Well, rsync has a mode where you say "look, if the file size and timestamp are the same, please just assume it hasn't changed - I'm happy with this and am willing to accept that if that isn't sufficient any resulting problems are mine".
I wonder if having some way to tell git to do the same for files with a particular extension/in a particular directory would get us a decent amount of the way there?
While I haven't checked the source, I'm pretty sure by default git doesn't re-hash any files unless the timestamps have changed. (I know Mercurial doesn't.)
As I've said elsewhere in this thread, tracking metadata (path and sha1 hash) for large binary files in git and otherwise ignoring them via .gitignore works quite well. I'm pretty sure the "right tool" is either rysnc or something similar.
You know, that got me thinking. ZFS will do versioning and, as a filesystem, you'd be keeping your binary data in it anyway. In ZFS, this versioning is implemented as a tree of data blocks, only those blocks that change between versions would be "new". If a block is unchanged, ZFS can exploit shared structure to avoid needless copying.
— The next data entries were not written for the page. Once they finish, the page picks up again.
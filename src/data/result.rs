//! Result types for differential quantification.

use crate::data::schema::Schema;
use crate::data::table::{format_float, open_reader, parse_float, ColumnIndex, OUTPUT_SIG_DIGITS};
use crate::error::{QuantError, Result};
use serde::{Deserialize, Serialize};
use std::collections::BTreeMap;
use std::path::Path;

/// Statistics for one (identifier, experiment) pair relative to a reference.
#[derive(Debug, Clone, PartialEq, Serialize, Deserialize)]
pub struct DifferentialResult {
    /// Identifier (cross-link or peptide key).
    pub identifier: String,
    /// Experiment being compared.
    pub experiment: String,
    /// Reference experiment.
    pub reference: String,
    /// log2(mean experiment / mean reference); NaN when undefined.
    pub log2_ratio: f64,
    /// Two-sided p-value; NaN when undefined.
    pub p_value: f64,
    /// Corrected p-value within the experiment; NaN when undefined.
    pub fdr: f64,
    /// Number of significance samples on the experiment side.
    pub n_experiment: usize,
    /// Number of significance samples on the reference side.
    pub n_reference: usize,
    /// Which pipeline produced this row.
    pub origin: String,
}

impl DifferentialResult {
    /// Create a result with undefined statistics.
    pub fn undefined(identifier: &str, experiment: &str, reference: &str) -> Self {
        Self {
            identifier: identifier.to_string(),
            experiment: experiment.to_string(),
            reference: reference.to_string(),
            log2_ratio: f64::NAN,
            p_value: f64::NAN,
            fdr: f64::NAN,
            n_experiment: 0,
            n_reference: 0,
            origin: String::new(),
        }
    }

    /// Check whether the log2 ratio is defined.
    pub fn has_ratio(&self) -> bool {
        self.log2_ratio.is_finite()
    }

    /// Check if significant at a corrected threshold.
    pub fn is_significant_at(&self, alpha: f64) -> bool {
        self.fdr < alpha
    }

    /// (identifier, experiment) key.
    pub fn key(&self) -> (&str, &str) {
        (&self.identifier, &self.experiment)
    }
}

/// Mean statistics of one experiment, as printed after quantification.
#[derive(Debug, Clone, PartialEq, Serialize, Deserialize)]
pub struct ExperimentMean {
    pub experiment: String,
    pub n: usize,
    pub log2_ratio: f64,
    pub p_value: f64,
    pub fdr: f64,
}

/// Collection of differential results.
#[derive(Debug, Clone, Default, Serialize, Deserialize)]
pub struct DifferentialResultSet {
    /// Individual results.
    pub results: Vec<DifferentialResult>,
}

impl DifferentialResultSet {
    /// Create a new result set.
    pub fn new(results: Vec<DifferentialResult>) -> Self {
        Self { results }
    }

    /// Number of results.
    pub fn len(&self) -> usize {
        self.results.len()
    }

    /// Check if empty.
    pub fn is_empty(&self) -> bool {
        self.results.is_empty()
    }

    /// Iterate over results.
    pub fn iter(&self) -> impl Iterator<Item = &DifferentialResult> {
        self.results.iter()
    }

    /// Tag every row with an origin label.
    pub fn with_origin(mut self, origin: &str) -> Self {
        for r in &mut self.results {
            r.origin = origin.to_string();
        }
        self
    }

    /// Sort by identifier, experiment, then origin.
    pub fn sort(&mut self) {
        self.results.sort_by(|a, b| {
            (&a.identifier, &a.experiment, &a.origin).cmp(&(&b.identifier, &b.experiment, &b.origin))
        });
    }

    /// Mean log2 ratio, p-value and FDR per experiment, ignoring undefined values.
    pub fn experiment_means(&self) -> Vec<ExperimentMean> {
        let mut by_exp: BTreeMap<&str, Vec<&DifferentialResult>> = BTreeMap::new();
        for r in &self.results {
            by_exp.entry(&r.experiment).or_default().push(r);
        }
        by_exp
            .into_iter()
            .map(|(exp, rows)| ExperimentMean {
                experiment: exp.to_string(),
                n: rows.len(),
                log2_ratio: nan_mean(rows.iter().map(|r| r.log2_ratio)),
                p_value: nan_mean(rows.iter().map(|r| r.p_value)),
                fdr: nan_mean(rows.iter().map(|r| r.fdr)),
            })
            .collect()
    }

    /// Mean p-value per origin, ignoring undefined values.
    pub fn origin_mean_p_values(&self) -> BTreeMap<String, f64> {
        let mut by_origin: BTreeMap<String, Vec<f64>> = BTreeMap::new();
        for r in &self.results {
            by_origin.entry(r.origin.clone()).or_default().push(r.p_value);
        }
        by_origin
            .into_iter()
            .map(|(origin, p)| (origin, nan_mean(p.into_iter())))
            .collect()
    }

    /// Count results at corrected-significance thresholds.
    pub fn summary(&self) -> ResultSummary {
        ResultSummary {
            total: self.len(),
            undefined: self.results.iter().filter(|r| !r.has_ratio()).count(),
            significant_01: self.results.iter().filter(|r| r.fdr < 0.01).count(),
            significant_05: self.results.iter().filter(|r| r.fdr < 0.05).count(),
            significant_10: self.results.iter().filter(|r| r.fdr < 0.10).count(),
        }
    }

    /// Load a result table, e.g. one written by another quantification pipeline.
    ///
    /// Identifier, experiment, log2 ratio and p-value columns are required;
    /// reference, FDR and origin columns are read when present.
    pub fn from_csv<P: AsRef<Path>>(path: P, schema: &Schema, missing_token: &str) -> Result<Self> {
        let name = path.as_ref().display().to_string();
        let mut reader = open_reader(&path)?;
        let columns = ColumnIndex::new(&name, reader.headers()?);

        let id_col = columns.require(&schema.result_id)?;
        let exp_col = columns.require(&schema.result_experiment)?;
        let log2_col = columns.require(&schema.log2_ratio)?;
        let p_col = columns.require(&schema.p_value)?;
        let ref_col = columns.optional(&schema.reference);
        let fdr_col = columns.optional(&schema.fdr);
        let origin_col = columns.optional(&schema.origin);

        let mut results = Vec::new();
        for (row_idx, record) in reader.records().enumerate() {
            let record = record?;
            let field = |col: usize| record.get(col).unwrap_or("").trim();

            let identifier = field(id_col);
            let experiment = field(exp_col);
            if identifier.is_empty() || experiment.is_empty() {
                continue;
            }
            let fdr = match fdr_col {
                Some(c) => parse_float(field(c), missing_token, &schema.fdr, row_idx)?,
                None => f64::NAN,
            };
            results.push(DifferentialResult {
                identifier: identifier.to_string(),
                experiment: experiment.to_string(),
                reference: ref_col.map(field).unwrap_or("").to_string(),
                log2_ratio: parse_float(field(log2_col), missing_token, &schema.log2_ratio, row_idx)?,
                p_value: parse_float(field(p_col), missing_token, &schema.p_value, row_idx)?,
                fdr,
                n_experiment: 0,
                n_reference: 0,
                origin: origin_col.map(field).unwrap_or("").to_string(),
            });
        }

        if results.is_empty() {
            return Err(QuantError::EmptyData(format!("No result rows in {}", name)));
        }
        Ok(Self { results })
    }

    /// Write results as comma-separated text with `%.6g` floats.
    pub fn to_csv<P: AsRef<Path>>(&self, path: P, schema: &Schema) -> Result<()> {
        let mut wtr = csv::WriterBuilder::new().from_path(path)?;
        wtr.write_record([
            schema.result_id.as_str(),
            schema.result_experiment.as_str(),
            schema.reference.as_str(),
            schema.log2_ratio.as_str(),
            schema.p_value.as_str(),
            schema.fdr.as_str(),
            "n_experiment",
            "n_reference",
            schema.origin.as_str(),
        ])?;
        for r in &self.results {
            wtr.write_record([
                r.identifier.clone(),
                r.experiment.clone(),
                r.reference.clone(),
                format_float(r.log2_ratio, OUTPUT_SIG_DIGITS),
                format_float(r.p_value, OUTPUT_SIG_DIGITS),
                format_float(r.fdr, OUTPUT_SIG_DIGITS),
                r.n_experiment.to_string(),
                r.n_reference.to_string(),
                r.origin.clone(),
            ])?;
        }
        wtr.flush()?;
        Ok(())
    }
}

/// Summary statistics for a result set.
#[derive(Debug, Clone, Serialize, Deserialize)]
pub struct ResultSummary {
    pub total: usize,
    pub undefined: usize,
    pub significant_01: usize,
    pub significant_05: usize,
    pub significant_10: usize,
}

impl std::fmt::Display for ResultSummary {
    fn fmt(&self, f: &mut std::fmt::Formatter<'_>) -> std::fmt::Result {
        writeln!(f, "Total pairs reported:  {}", self.total)?;
        writeln!(f, "Undefined log2 ratio:  {}", self.undefined)?;
        writeln!(f, "Significant at FDR < 0.01: {}", self.significant_01)?;
        writeln!(f, "Significant at FDR < 0.05: {}", self.significant_05)?;
        writeln!(f, "Significant at FDR < 0.10: {}", self.significant_10)?;
        Ok(())
    }
}

fn nan_mean(values: impl Iterator<Item = f64>) -> f64 {
    let (sum, n) = values
        .filter(|v| !v.is_nan())
        .fold((0.0, 0usize), |(s, n), v| (s + v, n + 1));
    if n == 0 {
        f64::NAN
    } else {
        sum / n as f64
    }
}

#[cfg(test)]
mod tests {
    use super::*;
    use approx::assert_relative_eq;
    use tempfile::Builder;

    fn result(id: &str, exp: &str, log2: f64, p: f64, fdr: f64) -> DifferentialResult {
        DifferentialResult {
            log2_ratio: log2,
            p_value: p,
            fdr,
            ..DifferentialResult::undefined(id, exp, "E0")
        }
    }

    #[test]
    fn test_experiment_means_skip_undefined() {
        let set = DifferentialResultSet::new(vec![
            result("a", "E1", 1.0, 0.01, 0.02),
            result("b", "E1", f64::NAN, f64::NAN, f64::NAN),
            result("c", "E1", 3.0, 0.03, 0.04),
            result("a", "E2", -1.0, 0.5, 0.5),
        ]);
        let means = set.experiment_means();

        assert_eq!(means.len(), 2);
        assert_eq!(means[0].experiment, "E1");
        assert_eq!(means[0].n, 3);
        assert_relative_eq!(means[0].log2_ratio, 2.0, epsilon = 1e-12);
        assert_relative_eq!(means[0].p_value, 0.02, epsilon = 1e-12);
        assert_relative_eq!(means[1].log2_ratio, -1.0, epsilon = 1e-12);
    }

    #[test]
    fn test_summary() {
        let set = DifferentialResultSet::new(vec![
            result("a", "E1", 1.0, 0.001, 0.005),
            result("b", "E1", 1.0, 0.01, 0.03),
            result("c", "E1", f64::NAN, f64::NAN, f64::NAN),
        ]);
        let summary = set.summary();
        assert_eq!(summary.total, 3);
        assert_eq!(summary.undefined, 1);
        assert_eq!(summary.significant_01, 1);
        assert_eq!(summary.significant_05, 2);
    }

    #[test]
    fn test_csv_roundtrip_keeps_missing() {
        let schema = Schema::default();
        let set = DifferentialResultSet::new(vec![
            result("x1", "E1", 1.0, 0.0123456789, 0.05),
            result("x2", "E1", f64::NAN, f64::NAN, f64::NAN),
        ])
        .with_origin("bag");

        let file = Builder::new().suffix(".csv").tempfile().unwrap();
        set.to_csv(file.path(), &schema).unwrap();
        let loaded = DifferentialResultSet::from_csv(file.path(), &schema, "-").unwrap();

        assert_eq!(loaded.len(), 2);
        assert_eq!(loaded.results[0].origin, "bag");
        assert_eq!(loaded.results[0].reference, "E0");
        assert_relative_eq!(loaded.results[0].p_value, 0.0123457, epsilon = 1e-12);
        assert!(loaded.results[1].log2_ratio.is_nan());
    }
}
Right. You can do a lot of things (version control and encryption come to mind) at the filesystem level. A filesystem is a specialized kind of database, anyway, and databases are surprisingly versatile.
If memory serves, you can automatically mount daily snapshots of FreeBSD's standard filesystem. (I'm using OpenBSD, which is slightly different.)
They can be used on things that physically resemble source code but aren't, like text-based document formats (raw HTML, for instance), but you probably won't need their full power and, by design, they lack features that would be useful in that case. For your convenience they are capable of storing small quantities of binary data since most projects have a little here and there. But in both cases, you're a bit out-of-spec.
When you try to stuff tons of binary data into them, they break. They do not just break at the practical level, in the sense that operations take a long time but maybe someday somebody could fix them with enough performance work. They break at the conceptual level. Their whole worldview is no longer valid. The invariants they are built on are gone. It's not just a little problem, it's fundamental, and here's the really important thing: It can't be fixed without making them no longer great source control systems.
I use git on a fairly big repository and the scanning is currently at the "annoying" level for me, but the scanning is there for good reasons, reasons related to its use as a source control system. On my small personal projects it definitely helps me a lot.
SVN is the wrong tool for the job. I don't know what the right tool is. It may not even exist. But SVN is still the wrong tool. (If nothing else you could hack together one of those key/value stores that have been on HN lately and cobble together something with the resulting hash values.)
And, going back to the original link, criticizing git for not working with a repository with large numbers of binary files is not a very interesting critique. If Perforce does work under those circumstances, I would conclude they've almost certainly had to make tradeoffs that make it a less powerful source control system. Based on what I've heard from Perforce users and critics, that is an accurate conclusion. But I have no direct experience myself.